First, many firewalls that are "designed" for small businesses start with companies that have 100 - 250 users. These might be considered small businesses by the Bureau of Labor Statistics, but for technology purposes companies of this size have their own IT staff (96% do).
Not just one IT person, but an IT staff which means that someone is probably responsible for security. If not, they'll have someone train them in the proper setup, installation and monitoring of security appliances.
The businesses we consider small have anywhere from 3 - 50 PCs. The companies at the higher end of this scale might have someone dedicated to handling IT issues. But this person is usually so inundated with PC support issues that they have little time "left over" to effectively monitor firewall logs. Toward the lower end of this scale, they usually have either an outside person or firm responsible or they have an employee who "is pretty good with computers" who has other responsibilities as well.

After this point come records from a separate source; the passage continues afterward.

//! CLI application for document entity extraction.

mod commands;

use clap::{Parser, Subcommand};
use tracing::Level;
use tracing_subscriber::FmtSubscriber;

use commands::{config, extract, models, records};

/// dexr - Extract structured entities from scanned documents with hosted vision models
#[derive(Parser)]
#[command(name = "dexr")]
#[command(author, version, about, long_about = None)]
struct Cli {
    /// Enable verbose output
    #[arg(short, long, action = clap::ArgAction::Count)]
    verbose: u8,

    /// Path to config file
    #[arg(short, long, global = true)]
    config: Option<String>,

    #[command(subcommand)]
    command: Commands,
}

#[derive(Subcommand)]
enum Commands {
    /// Extract entities from a single document
    Extract(extract::ExtractArgs),

    /// Browse saved extraction records
    Records(records::RecordsArgs),

    /// Show the model catalogue
    Models(models::ModelsArgs),

    /// Manage configuration
    Config(config::ConfigArgs),
}

#[tokio::main]
async fn main() -> anyhow::Result<()> {
    // API keys may live in a .env file next to the documents.
    dotenvy::dotenv().ok();

    let cli = Cli::parse();

    // Set up logging based on verbosity
    let level = match cli.verbose {
        0 => Level::WARN,
        1 => Level::INFO,
        2 => Level::DEBUG,
        _ => Level::TRACE,
    };

    let subscriber = FmtSubscriber::builder()
        .with_max_level(level)
        .with_target(false)
        .with_writer(std::io::stderr)
        .finish();

    tracing::subscriber::set_global_default(subscriber)?;

    // Execute command
    match cli.command {
        Commands::Extract(args) => extract::run(args, cli.config.as_deref()).await,
        Commands::Records(args) => records::run(args, cli.config.as_deref()).await,
        Commands::Models(args) => models::run(args, cli.config.as_deref()).await,
        Commands::Config(args) => config::run(args, cli.config.as_deref()).await,
    }
}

Rarely will these small businesses have someone watching the firewall logs on a consistent basis. Someone might look them over if there's an issue, but these logs rotate when filled so the valuable information might be lost before it's ever reviewed.
And that's a shame.
Without reviewing the logs you have no idea what or who is trying to get in with which or what.

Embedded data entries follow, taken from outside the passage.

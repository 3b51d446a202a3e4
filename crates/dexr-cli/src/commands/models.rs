//! Models command - show which hosted models can be used.

use clap::{Args, Subcommand};
use console::style;

use dexr_core::{ProviderChoice, ProviderKind};

use super::load_config;

/// Arguments for the models command.
#[derive(Args)]
pub struct ModelsArgs {
    #[command(subcommand)]
    command: ModelsCommand,
}

#[derive(Subcommand)]
enum ModelsCommand {
    /// List available models
    List {
        /// Only this provider (openai, gemini)
        #[arg(short, long, value_parser = parse_provider)]
        provider: Option<ProviderKind>,
    },
}

fn parse_provider(s: &str) -> Result<ProviderKind, String> {
    ProviderChoice::parse_kind(s).map_err(|e| e.to_string())
}

pub async fn run(args: ModelsArgs, config_path: Option<&str>) -> anyhow::Result<()> {
    let config = load_config(config_path)?;

    match args.command {
        ModelsCommand::List { provider } => {
            println!("{}", style("Available Models").bold());
            println!();

            let kinds: Vec<ProviderKind> = match provider {
                Some(kind) => vec![kind],
                None => ProviderKind::ALL.to_vec(),
            };

            for kind in kinds {
                let settings = config.provider(kind);
                println!(
                    "{} {}",
                    style(format!("▸ {}", kind)).bold().cyan(),
                    style(format!("(--provider {})", kind.as_str())).dim()
                );

                for model in &settings.models {
                    let mut tags = Vec::new();
                    if *model == settings.default_model {
                        tags.push("default");
                    }
                    if settings.classification_model.as_deref() == Some(model.as_str()) {
                        tags.push("auto-detect");
                    }
                    let tags = if tags.is_empty() {
                        String::new()
                    } else {
                        format!("({})", tags.join(", "))
                    };

                    println!("    {:<24} {}", model, style(tags).green());
                }
                println!();
            }
        }
    }

    Ok(())
}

An Example Log File Let's review some logs.
This happens to be a log from a client. The columns are labeled accordingly. This report has been cleaned up to make it easier to explain and understand.
Date Time Source IP Source Port Destination IP Destination Port 06/18/2007 12:04:03.416 218.10.111.119 12200 55.66.777.1 6588 06/18/2007 12:16:05.192 41.248.25.147 4925 55.66.777.1 5900 06/18/2007 13:08:02.256 218.10.111.119 12200 55.66.777.1 6588 06/18/2007 13:22:10.224 58.180.199.163 4637 55.66.777.1 2967
What is this showing?
Well the first source IP (Internet) address is from Heilongjiang, a province in China. The destination is our client (mangled to protect the innocent) but the important data is the destination port. That identifies what they're looking for.
Port 6588 can be a few different things. They could be scanning for a Trojan that uses that port. If their scan responds with the typical response of the remote access Trojan, they know they've found an infected system. Port 6588 can also be a proxy server (which we won't describe here) with a recent bug. This bug makes it easy for a hacker to exploit thereby giving them remote access to the system running the proxy server software.